Speaking of coupling the power bits with the propeller bits, we have our old friend the Britannia, which suffered a serious developmental delay in 1954 with the loss of the second prototype to a reduction-gearing failure.  The reason that the loss of a single engine would cause an emergency ditching in the Severn mudflats is, I presume, that the prop was running away and threatening to tear the engine out of the wing, which would be bad for structural integrity. By this time the stunningly high accident rate un early development Westland Wyverns might have suggested some caution, although the Britannia was actually stiffed by its icing problems, a serious issue for early turboprops, but especially ones with reversing airflow, like the Proteus. It is a little surprising that the Double Mamba Gannet (and Viscount) had such a good record. This, it strikes me, is likely due in part to the fact that less powerful engines put less stress on vulnerable propellers.

As we've seen, the teething problems of high power propeller-train installions were eventually solved. Another early turboprop, the Lockheed C-130 is probably the best evidence of this,

although I could also point to the Vickers Vanguard.
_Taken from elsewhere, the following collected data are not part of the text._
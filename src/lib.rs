//! Quark is a small single-volume, inode-based file system layered on a
//! fixed-block-size backing store. No permissions, links, journaling,
//! or concurrent access.
//!
//! Quark's linear on-disk layout:
//! - Superblock
//! - Inode Bitmap
//! - Data Bitmap
//! - Inode Table
//! - Data Blocks
//!
//! Quark's layers (from bottom to top):
//! 1. Block Device: Abstraction for low level storage.              | User implemented (hardware/file-specific)
//! 2. Bitmap: Free-space tracking for inodes and data blocks.       | Fs implemented
//! 3. Inode: File metadata, block-map resolution.                  | Fs implemented
//! 4. File: Byte-range read/write/truncate over resolved blocks.   | Fs implemented
//! 5. Directory/Path: Entry records, path walks, subtree removal.  | Fs implemented
//! 6. FileSystem: The mounted-volume handle users operate through. | Fs implemented

mod bitmap;
mod block_dev;
mod config;
mod directory;
mod error;
mod file;
mod fs;
mod inode;
mod path;
mod structs;
mod superblock;

pub use bitmap::{
    alloc_bit, alloc_data_block, alloc_inode_id, clear_bit, count_set, free_data_block,
    free_inode_id, set_bit, test_bit,
};
pub use block_dev::{BlockDevice, DeviceStats};
pub use config::*;
pub use directory::{
    append_entry, create_root_directory, name_to_inode, read_dir_entries, release_inode,
    remove_item_from_directory_file,
};
pub use error::FsError as Error;
pub use error::Result;
pub use file::{fit_to_size, read_i, write_i};
pub use fs::{FileSystem, FsStats, InodeStat};
pub use inode::{get_inode, resolve_blocks, write_inode};
pub use path::{components, parent_and_name};
pub use structs::{DirEntry, FileKind, Inode, SuperBlock};
pub use superblock::{read_superblock, write_superblock};
pub const MAGIC: u32 = 0x5146_5331; // "QFS1"

pub const BLOCK_SIZE: usize = 4096;
pub const SUPERBLOCK_ID: u32 = 0; // Block ID for the superblock
pub const ROOT_INODE_ID: u32 = 0; // Inode ID for the root directory

/// Invalid (out of range) block pointer slot.
pub const SENTINEL: u32 = u32::MAX;

pub const NUM_DIRECT_PTRS: usize = 5; // Number of direct pointers in an inode
pub const PTRS_PER_BLOCK: usize = BLOCK_SIZE / 4; // Number of pointers per block (32-bit pointers)
pub const MAX_FILE_BLOCKS: usize = NUM_DIRECT_PTRS + PTRS_PER_BLOCK; // 1029
pub const MAX_FILE_SIZE: usize = MAX_FILE_BLOCKS * BLOCK_SIZE;

pub const INODE_SIZE: usize = 32;
pub const INODES_PER_BLOCK: usize = BLOCK_SIZE / INODE_SIZE; // 128

pub const MAX_FILE_NAME_LEN: usize = 20;
pub const DIR_ENTRY_SIZE: usize = 36; // valid + kind + name[20] + name_len + inumber

pub const BITS_PER_BLOCK: usize = BLOCK_SIZE * 8; // Bitmap bits held by one block
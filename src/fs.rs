use std::collections::VecDeque;
use std::sync::Arc;

use log::{debug, info};

use crate::bitmap::{alloc_inode_id, count_set};
use crate::config::*;
use crate::directory::{
    append_entry, create_root_directory, name_to_inode, read_dir_entries, release_inode,
    remove_item_from_directory_file,
};
use crate::error::{FsError, Result};
use crate::file::{fit_to_size, read_i, write_i};
use crate::inode::{get_inode, resolve_blocks, write_inode};
use crate::path::{components, parent_and_name};
use crate::structs::{DirEntry, FileKind, Inode, SuperBlock};
use crate::superblock::{read_superblock, write_superblock};
use crate::{BlockDevice, DeviceStats};

/// Per-inode usage report.
#[derive(Debug, Clone, Copy, PartialEq, Eq)]
pub struct InodeStat {
    pub valid: bool,
    pub size: u32,
    pub blocks_in_use: u32,
    pub direct_in_use: u32,
    pub indirect_in_use: u32,
}

/// Volume-wide utilization plus the device's I/O counters.
#[derive(Debug, Clone, Copy, PartialEq, Eq)]
pub struct FsStats {
    pub inodes_used: u32,
    pub inodes_total: u32,
    pub data_blocks_used: u32,
    pub data_blocks_total: u32,
    pub device: DeviceStats,
}

/// A mounted volume. All operations go through this handle; there is no
/// process-wide mounted state, so independent volumes can coexist.
///
/// Single-threaded by design: operations are synchronous, run to
/// completion, and make no atomicity guarantees across the several
/// block writes one call may perform.
#[derive(Debug)]
pub struct FileSystem<D: BlockDevice> {
    device: Arc<D>,
    superblock: SuperBlock,
}

impl<D: BlockDevice> FileSystem<D> {
    /// Lays out and persists a fresh filesystem on the device: writes
    /// the superblock, zero-fills both bitmaps and the inode table
    /// (every inode starts invalid), and leaves the data region
    /// untouched. The root directory is created by [`Self::mount`] with
    /// `init_root`.
    pub fn format(device: Arc<D>) -> Result<Self> {
        let superblock = SuperBlock::for_volume(device.num_blocks())?;
        write_superblock(&*device, &superblock)?;

        let zero = [0u8; BLOCK_SIZE];
        for block in superblock.inode_bitmap_idx..superblock.data_block_idx {
            device.write_block(block, &zero)?;
        }

        info!(
            "formatted volume: {} blocks, {} inodes, {} data blocks",
            superblock.blocks, superblock.inodes, superblock.data_blocks
        );
        Ok(Self { device, superblock })
    }

    /// Mounts an already-formatted device, validating the superblock
    /// magic. With `init_root`, the root directory is (re)initialized,
    /// discarding any prior root contents.
    pub fn mount(device: Arc<D>, init_root: bool) -> Result<Self> {
        let superblock = read_superblock(&*device)?;
        if init_root {
            create_root_directory(&*device, &superblock)?;
        }
        debug!("mounted volume with {} blocks", superblock.blocks);
        Ok(Self { device, superblock })
    }

    /// Allocates and initializes a fresh inode, returning its inumber.
    /// The inode is not linked into any directory.
    pub fn create_file(&self) -> Result<u32> {
        let inumber = alloc_inode_id(&*self.device, &self.superblock)?;
        write_inode(&*self.device, &self.superblock, inumber, &Inode::empty())?;
        Ok(inumber)
    }

    /// Releases an inode and all of its data blocks. Any directory
    /// entry still naming the inode is left in place; dropping the
    /// entry is the caller's explicit step.
    pub fn remove_file(&self, inumber: u32) -> Result<()> {
        release_inode(&*self.device, &self.superblock, inumber)
    }

    pub fn stat(&self, inumber: u32) -> Result<InodeStat> {
        let inode = get_inode(&*self.device, &self.superblock, inumber)?;
        if inode.valid == 0 {
            return Ok(InodeStat {
                valid: false,
                size: 0,
                blocks_in_use: 0,
                direct_in_use: 0,
                indirect_in_use: 0,
            });
        }

        let blocks = resolve_blocks(&*self.device, &self.superblock, &inode)?;
        let in_use = blocks
            .iter()
            .filter(|&&b| b < self.superblock.data_blocks)
            .count() as u32;
        Ok(InodeStat {
            valid: true,
            size: inode.size,
            blocks_in_use: in_use,
            direct_in_use: in_use.min(NUM_DIRECT_PTRS as u32),
            indirect_in_use: in_use.saturating_sub(NUM_DIRECT_PTRS as u32),
        })
    }

    /// Reads up to `buf.len()` bytes from the file at `offset`.
    pub fn read(&self, inumber: u32, buf: &mut [u8], offset: u32) -> Result<usize> {
        read_i(&*self.device, &self.superblock, inumber, buf, offset)
    }

    /// Writes `data` to the file at `offset`. Returns the bytes
    /// written; a short count means the volume ran out of data blocks.
    pub fn write(&self, inumber: u32, data: &[u8], offset: u32) -> Result<usize> {
        write_i(&*self.device, &self.superblock, inumber, data, offset)
    }

    /// Shrinks the file to `new_size`; a no-op for sizes at or past the
    /// current one.
    pub fn truncate(&self, inumber: u32, new_size: u32) -> Result<()> {
        fit_to_size(&*self.device, &self.superblock, inumber, new_size)
    }

    pub fn read_path(&self, path: &str, buf: &mut [u8], offset: u32) -> Result<usize> {
        let inumber = name_to_inode(&*self.device, &self.superblock, path, FileKind::File)?;
        self.read(inumber, buf, offset)
    }

    /// Writes to the file at `path`, creating it first if it does not
    /// exist (its parent directory must).
    pub fn write_path(&self, path: &str, data: &[u8], offset: u32) -> Result<usize> {
        let inumber =
            match name_to_inode(&*self.device, &self.superblock, path, FileKind::File) {
                Ok(inumber) => inumber,
                Err(FsError::NotFound) => self.add_file_to_directory(path)?,
                Err(e) => return Err(e),
            };
        self.write(inumber, data, offset)
    }

    /// Creates an empty file at `path` and links it into its parent
    /// directory. Fails with `AlreadyExists` if the path already
    /// resolves to a file.
    pub fn add_file_to_directory(&self, path: &str) -> Result<u32> {
        if name_to_inode(&*self.device, &self.superblock, path, FileKind::File).is_ok() {
            return Err(FsError::AlreadyExists);
        }
        let (parent, name) = parent_and_name(path)?;
        let parent_inumber =
            name_to_inode(&*self.device, &self.superblock, parent, FileKind::Directory)?;

        self.link_new_entry(parent_inumber, name, FileKind::File)
    }

    /// Creates a directory at `path`. The root cannot be created this
    /// way; it is initialized internally at mount time.
    pub fn make_dir(&self, path: &str) -> Result<u32> {
        if components(path).is_empty() {
            return Err(FsError::InvalidArgument);
        }
        if name_to_inode(&*self.device, &self.superblock, path, FileKind::Directory).is_ok() {
            return Err(FsError::AlreadyExists);
        }
        let (parent, name) = parent_and_name(path)?;
        let parent_inumber =
            name_to_inode(&*self.device, &self.superblock, parent, FileKind::Directory)?;

        debug!("mkdir {path:?}");
        self.link_new_entry(parent_inumber, name, FileKind::Directory)
    }

    /// Removes the directory at `path` and everything beneath it.
    ///
    /// The target's entry is dropped from its parent, then the subtree
    /// is walked breadth-first: each dequeued directory has its file
    /// entries released immediately, its subdirectories enqueued, and
    /// its own inode released last.
    pub fn remove_dir(&self, path: &str) -> Result<()> {
        let target =
            name_to_inode(&*self.device, &self.superblock, path, FileKind::Directory)?;

        if let Ok((parent, name)) = parent_and_name(path) {
            let parent_inumber =
                name_to_inode(&*self.device, &self.superblock, parent, FileKind::Directory)?;
            remove_item_from_directory_file(
                &*self.device,
                &self.superblock,
                parent_inumber,
                name.as_bytes(),
                FileKind::Directory,
            )?;
        }

        debug!("removing directory subtree at {path:?}");
        let mut queue = VecDeque::from([target]);
        while let Some(dir) = queue.pop_front() {
            // A stale entry can name an already-released inode; its
            // listing is unreadable but the inode itself still goes.
            let entries =
                read_dir_entries(&*self.device, &self.superblock, dir).unwrap_or_default();
            for entry in entries {
                if entry.valid != 1 {
                    continue;
                }
                match entry.kind {
                    FileKind::File => {
                        release_inode(&*self.device, &self.superblock, entry.inumber)?;
                    }
                    FileKind::Directory => queue.push_back(entry.inumber),
                }
            }
            release_inode(&*self.device, &self.superblock, dir)?;
        }
        Ok(())
    }

    /// Reads a directory's content as entry records.
    pub fn read_dir(&self, path: &str) -> Result<Vec<DirEntry>> {
        let inumber =
            name_to_inode(&*self.device, &self.superblock, path, FileKind::Directory)?;
        read_dir_entries(&*self.device, &self.superblock, inumber)
    }

    /// Inode and data-block utilization plus device I/O counters.
    pub fn stats(&self) -> Result<FsStats> {
        let sb = &self.superblock;
        Ok(FsStats {
            inodes_used: count_set(&*self.device, sb.inode_bitmap_idx, sb.inodes)?,
            inodes_total: sb.inodes,
            data_blocks_used: count_set(&*self.device, sb.data_bitmap_idx, sb.data_blocks)?,
            data_blocks_total: sb.data_blocks,
            device: self.device.stats(),
        })
    }

    pub fn flush(&self) -> Result<()> {
        self.device.flush()
    }

    pub fn root_inode_id(&self) -> u32 {
        ROOT_INODE_ID
    }

    pub fn superblock(&self) -> &SuperBlock {
        &self.superblock
    }

    pub fn device(&self) -> Arc<D> {
        Arc::clone(&self.device)
    }

    // Creates a fresh inode and links it under the parent; the inode is
    // released again if the entry cannot be appended.
    fn link_new_entry(&self, parent: u32, name: &str, kind: FileKind) -> Result<u32> {
        let name = name.as_bytes();
        if name.is_empty() || name.len() > MAX_FILE_NAME_LEN {
            return Err(FsError::InvalidFileName);
        }

        let inumber = self.create_file()?;
        let entry = DirEntry::new(inumber, name, kind)?;
        if let Err(e) = append_entry(&*self.device, &self.superblock, parent, &entry) {
            release_inode(&*self.device, &self.superblock, inumber)?;
            return Err(e);
        }
        Ok(inumber)
    }
}
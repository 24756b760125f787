use thiserror::Error;

#[derive(Debug, Clone, Copy, PartialEq, Eq, Error)]
pub enum FsError {
    #[error("block device I/O failure")]
    Io,
    #[error("superblock missing or corrupt")]
    InvalidSuperBlock,
    #[error("inode or block index out of range")]
    OutOfBounds,
    #[error("no free inodes or data blocks left")]
    DiskFull,
    #[error("no such file or directory")]
    NotFound,
    #[error("entry already exists")]
    AlreadyExists,
    #[error("not a directory")]
    NotDirectory,
    #[error("not a regular file")]
    NotFile,
    #[error("invalid file name")]
    InvalidFileName,
    #[error("invalid argument")]
    InvalidArgument,
    #[error("file exceeds maximum size")]
    FileTooLarge,
    #[error("volume too small to format")]
    VolumeTooSmall,
}

pub type Result<T> = core::result::Result<T, FsError>;
mod common;

use std::sync::Arc;

use common::{RamDisk, pattern};
use quark::{BLOCK_SIZE, Error, FileKind, FileSystem};

fn fresh_fs(blocks: u32) -> FileSystem<RamDisk> {
    let _ = env_logger::builder().is_test(true).try_init();
    let disk = Arc::new(RamDisk::new(blocks));
    FileSystem::format(Arc::clone(&disk)).unwrap();
    FileSystem::mount(disk, true).unwrap()
}

#[test]
fn end_to_end_scenario() {
    // The whole life of a small volume, start to finish.
    let disk = Arc::new(RamDisk::new(100));
    FileSystem::format(Arc::clone(&disk)).unwrap();
    let fs = FileSystem::mount(disk, true).unwrap();

    let home = fs.make_dir("/home").unwrap();
    assert!(home < fs.superblock().inodes);

    assert_eq!(fs.write_path("/home/f.txt", b"hello", 0).unwrap(), 5);

    let mut buf = [0u8; 5];
    assert_eq!(fs.read_path("/home/f.txt", &mut buf, 0).unwrap(), 5);
    assert_eq!(&buf, b"hello");

    fs.remove_dir("/home").unwrap();
    assert_eq!(
        fs.read_path("/home/f.txt", &mut buf, 0).unwrap_err(),
        Error::NotFound
    );
}

#[test]
fn make_dir_rejects_root_and_duplicates() {
    let fs = fresh_fs(100);
    assert_eq!(fs.make_dir("/").unwrap_err(), Error::InvalidArgument);

    fs.make_dir("/a").unwrap();
    assert_eq!(fs.make_dir("/a").unwrap_err(), Error::AlreadyExists);

    // A file and a directory may share a name; entries are keyed by
    // (name, type).
    fs.write_path("/a.txt", b"x", 0).unwrap();
    fs.make_dir("/a.txt").unwrap();
}

#[test]
fn add_file_rejects_duplicates() {
    let fs = fresh_fs(100);
    fs.add_file_to_directory("/notes").unwrap();
    assert_eq!(fs.add_file_to_directory("/notes").unwrap_err(), Error::AlreadyExists);

    // write_path reuses the existing file instead of duplicating it.
    fs.write_path("/notes", b"one", 0).unwrap();
    fs.write_path("/notes", b"two", 0).unwrap();

    let hits = fs
        .read_dir("/")
        .unwrap()
        .iter()
        .filter(|e| e.name_eq(b"notes") && e.kind == FileKind::File)
        .count();
    assert_eq!(hits, 1);
}

#[test]
fn missing_parent_is_not_found() {
    let fs = fresh_fs(100);
    assert_eq!(fs.make_dir("/x/y").unwrap_err(), Error::NotFound);
    assert_eq!(fs.write_path("/x/y.txt", b"hi", 0).unwrap_err(), Error::NotFound);
    let mut buf = [0u8; 1];
    assert_eq!(fs.read_path("/x/y.txt", &mut buf, 0).unwrap_err(), Error::NotFound);
}

#[test]
fn lookup_distinguishes_kinds() {
    let fs = fresh_fs(100);
    fs.write_path("/f", b"data", 0).unwrap();

    // A file does not resolve as a directory, nor as an intermediate
    // path component.
    assert_eq!(fs.read_dir("/f").unwrap_err(), Error::NotFound);
    let mut buf = [0u8; 4];
    assert_eq!(fs.read_path("/f/inner", &mut buf, 0).unwrap_err(), Error::NotFound);
}

#[test]
fn long_names_are_rejected() {
    let fs = fresh_fs(100);
    assert_eq!(
        fs.make_dir("/this_name_is_way_too_long").unwrap_err(),
        Error::InvalidFileName
    );
    assert_eq!(fs.stats().unwrap().inodes_used, 1); // nothing leaked
}

#[test]
fn nested_tree_reads_back() {
    let fs = fresh_fs(200);
    fs.make_dir("/a").unwrap();
    fs.make_dir("/a/b").unwrap();
    fs.make_dir("/a/b/c").unwrap();

    let payload = pattern(2 * BLOCK_SIZE + 9);
    fs.write_path("/a/b/c/deep.bin", &payload, 0).unwrap();
    fs.write_path("/a/top.txt", b"top", 0).unwrap();

    let mut back = vec![0u8; payload.len()];
    assert_eq!(fs.read_path("/a/b/c/deep.bin", &mut back, 0).unwrap(), payload.len());
    assert_eq!(back, payload);

    let mut buf = [0u8; 3];
    fs.read_path("/a/top.txt", &mut buf, 0).unwrap();
    assert_eq!(&buf, b"top");
}

#[test]
fn remove_dir_reclaims_whole_subtree() {
    let fs = fresh_fs(200);
    let baseline = fs.stats().unwrap();

    fs.make_dir("/a").unwrap();
    fs.make_dir("/a/sub").unwrap();
    fs.make_dir("/a/sub/deeper").unwrap();
    fs.write_path("/a/one.bin", &pattern(3 * BLOCK_SIZE), 0).unwrap();
    fs.write_path("/a/sub/two.bin", &pattern(7 * BLOCK_SIZE), 0).unwrap();
    fs.write_path("/a/sub/deeper/three.txt", b"3", 0).unwrap();

    let populated = fs.stats().unwrap();
    assert!(populated.inodes_used > baseline.inodes_used);
    assert!(populated.data_blocks_used > baseline.data_blocks_used);

    fs.remove_dir("/a").unwrap();

    // Every inode and data block of the subtree is free again and the
    // tree no longer resolves.
    let after = fs.stats().unwrap();
    assert_eq!(after.inodes_used, baseline.inodes_used);
    assert_eq!(after.data_blocks_used, baseline.data_blocks_used);
    assert_eq!(fs.read_dir("/a").unwrap_err(), Error::NotFound);
    let mut buf = [0u8; 1];
    assert_eq!(
        fs.read_path("/a/sub/two.bin", &mut buf, 0).unwrap_err(),
        Error::NotFound
    );

    // Siblings are untouched by the removal.
    fs.make_dir("/b").unwrap();
    fs.write_path("/b/still.txt", b"ok", 0).unwrap();
    fs.remove_dir("/a").unwrap_err();
    let mut buf = [0u8; 2];
    fs.read_path("/b/still.txt", &mut buf, 0).unwrap();
}

#[test]
fn remove_dir_of_missing_path_fails() {
    let fs = fresh_fs(100);
    assert_eq!(fs.remove_dir("/ghost").unwrap_err(), Error::NotFound);
}

#[test]
fn remove_file_leaves_directory_entry_behind() {
    // remove_file frees storage but does not touch the owning
    // directory's content; the stale entry stays until a directory
    // operation filters it out.
    let fs = fresh_fs(100);
    fs.write_path("/orphan.txt", b"data", 0).unwrap();
    let inumber = quark::name_to_inode(
        &*fs.device(),
        fs.superblock(),
        "/orphan.txt",
        FileKind::File,
    )
    .unwrap();

    fs.remove_file(inumber).unwrap();

    let still_listed = fs
        .read_dir("/")
        .unwrap()
        .iter()
        .any(|e| e.name_eq(b"orphan.txt"));
    assert!(still_listed);

    // The entry resolves, but the inode behind it is gone.
    let mut buf = [0u8; 4];
    assert_eq!(
        fs.read_path("/orphan.txt", &mut buf, 0).unwrap_err(),
        Error::InvalidArgument
    );
}

#[test]
fn reinit_root_discards_contents() {
    let disk = Arc::new(RamDisk::new(100));
    FileSystem::format(Arc::clone(&disk)).unwrap();
    let fs = FileSystem::mount(Arc::clone(&disk), true).unwrap();
    fs.make_dir("/old").unwrap();
    fs.write_path("/old/f", b"x", 0).unwrap();
    drop(fs);

    // Remounting with init_root wipes the old root listing.
    let fs = FileSystem::mount(disk, true).unwrap();
    assert!(fs.read_dir("/").unwrap().is_empty());
    assert_eq!(fs.read_dir("/old").unwrap_err(), Error::NotFound);
}
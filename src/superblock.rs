use crate::config::*;
use crate::error::{FsError, Result};
use crate::structs::SuperBlock;
use crate::BlockDevice;

impl SuperBlock {
    /// Derives the volume layout for a device of `total_blocks` blocks.
    ///
    /// One block is reserved for the superblock; a tenth of the rest
    /// holds the inode table; each bitmap takes as many blocks as its
    /// bit count requires; everything left is data. Regions are
    /// contiguous in the fixed order: superblock, inode bitmap, data
    /// bitmap, inode table, data.
    pub fn for_volume(total_blocks: u32) -> Result<Self> {
        if total_blocks < 2 {
            return Err(FsError::VolumeTooSmall);
        }
        let m = total_blocks - 1;
        let inode_blocks = m / 10;
        let inodes = inode_blocks * INODES_PER_BLOCK as u32;
        let inode_bitmap_blocks = inodes.div_ceil(BITS_PER_BLOCK as u32);
        if inode_blocks == 0 || m <= inode_blocks + inode_bitmap_blocks {
            return Err(FsError::VolumeTooSmall);
        }
        let rest = m - inode_blocks - inode_bitmap_blocks;
        let data_bitmap_blocks = rest.div_ceil(BITS_PER_BLOCK as u32);
        if rest <= data_bitmap_blocks {
            return Err(FsError::VolumeTooSmall);
        }
        let data_blocks = rest - data_bitmap_blocks;

        Ok(Self {
            magic: MAGIC,
            blocks: m,
            inode_blocks,
            inodes,
            inode_bitmap_idx: 1,
            data_bitmap_idx: 1 + inode_bitmap_blocks,
            inode_block_idx: 1 + inode_bitmap_blocks + data_bitmap_blocks,
            data_block_idx: 1 + inode_bitmap_blocks + data_bitmap_blocks + inode_blocks,
            data_blocks,
        })
    }

    pub fn inode_bitmap_blocks(&self) -> u32 {
        self.data_bitmap_idx - self.inode_bitmap_idx
    }

    pub fn data_bitmap_blocks(&self) -> u32 {
        self.inode_block_idx - self.data_bitmap_idx
    }
}

pub fn read_superblock<D: BlockDevice>(device: &D) -> Result<SuperBlock> {
    let mut buf = [0u8; BLOCK_SIZE];
    device.read_block(SUPERBLOCK_ID, &mut buf)?;
    let superblock = SuperBlock::decode(&buf);
    if superblock.magic != MAGIC {
        return Err(FsError::InvalidSuperBlock);
    }
    Ok(superblock)
}

pub fn write_superblock<D: BlockDevice>(device: &D, superblock: &SuperBlock) -> Result<()> {
    let mut buf = [0u8; BLOCK_SIZE];
    superblock.encode(&mut buf);
    device.write_block(SUPERBLOCK_ID, &buf)?;
    Ok(())
}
The tedious moral of the story is presumably about learning by doing. Mecahnical engineering had no doubt about its ability to deliver rotating-blade propellers in 1934, but it turns out that the devil was in the details, and that people would still be dying of their mistakes in 1952. That the problem was solved has to be explained by someone's patient underwriting of a long struggle to learn to build these systems by building them. The most obvious beneficiaries of mechanical engineering's long struggle to create reliable load-bearing systems that spin at tens of thousands of rpm  are probably helicopter manufacturers, and they are also wear I would look for practice making perfect. 

So as has been a theme in these intermonth posts leading up to June of 1950, I am going to   tentatively suggest that we pay close attention to this whole "helicopter" thing as it comes up in the next few months.